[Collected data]
use std::fmt::Write;

use super::variant::{Easing, MotionState};

/// An infinitely repeating animation through evenly spaced keyframes.
#[derive(Debug, Clone, Copy, PartialEq)]
pub struct KeyframeLoop {
    pub frames: &'static [MotionState],
    pub duration_ms: u32,
    pub easing: Easing,
}

impl KeyframeLoop {
    /// `@keyframes` rule named `name`.
    pub fn keyframes_css(&self, name: &str) -> String {
        keyframes_rule(name, self.frames)
    }

    /// `animation` shorthand for one element, with its own duration and phase.
    pub fn animation_css(&self, name: &str, duration_ms: u32, delay_ms: u32) -> String {
        format!(
            "{} {}ms {} {}ms infinite",
            name,
            duration_ms,
            self.easing.css(),
            delay_ms
        )
    }
}

/// Spreads `frames` evenly from 0% to 100%.
pub fn keyframes_rule(name: &str, frames: &[MotionState]) -> String {
    let mut out = format!("@keyframes {} {{", name);
    let steps = frames.len().saturating_sub(1).max(1);
    for (i, frame) in frames.iter().enumerate() {
        let percent = i as f64 * 100.0 / steps as f64;
        let _ = write!(out, " {}% {{ {} }}", percent, frame.css());
    }
    out.push_str(" }");
    out
}

#[cfg(test)]
mod tests {
    use super::*;

    const BOB: KeyframeLoop = KeyframeLoop {
        frames: &[
            MotionState::REST,
            MotionState::REST.with_offset(0.0, -10.0),
            MotionState::REST,
        ],
        duration_ms: 3000,
        easing: Easing::EaseInOut,
    };

    #[test]
    fn frames_are_spread_from_zero_to_hundred_percent() {
        let css = BOB.keyframes_css("bob");
        assert!(css.starts_with("@keyframes bob {"));
        assert!(css.contains(" 0% { opacity: 1;"));
        assert!(css.contains(" 50% { opacity: 1; transform: translate(0px, -10px)"));
        assert!(css.contains(" 100% {"));
        assert!(css.ends_with(" }"));
    }

    #[test]
    fn animation_repeats_forever_with_phase_offset() {
        assert_eq!(
            BOB.animation_css("bob", 3000, 400),
            "bob 3000ms cubic-bezier(0.42, 0, 0.58, 1) 400ms infinite"
        );
    }
}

Problem to solve:
Retype the first line of the entries and every line after it, please, through the line that contains "duration and phase.". Add nothing.

Written response:
use std::fmt::Write;

use super::variant::{Easing, MotionState};

/// An infinitely repeating animation through evenly spaced keyframes.
#[derive(Debug, Clone, Copy, PartialEq)]
pub struct KeyframeLoop {
    pub frames: &'static [MotionState],
    pub duration_ms: u32,
    pub easing: Easing,
}

impl KeyframeLoop {
    /// `@keyframes` rule named `name`.
    pub fn keyframes_css(&self, name: &str) -> String {
        keyframes_rule(name, self.frames)
    }

    /// `animation` shorthand for one element, with its own duration and phase.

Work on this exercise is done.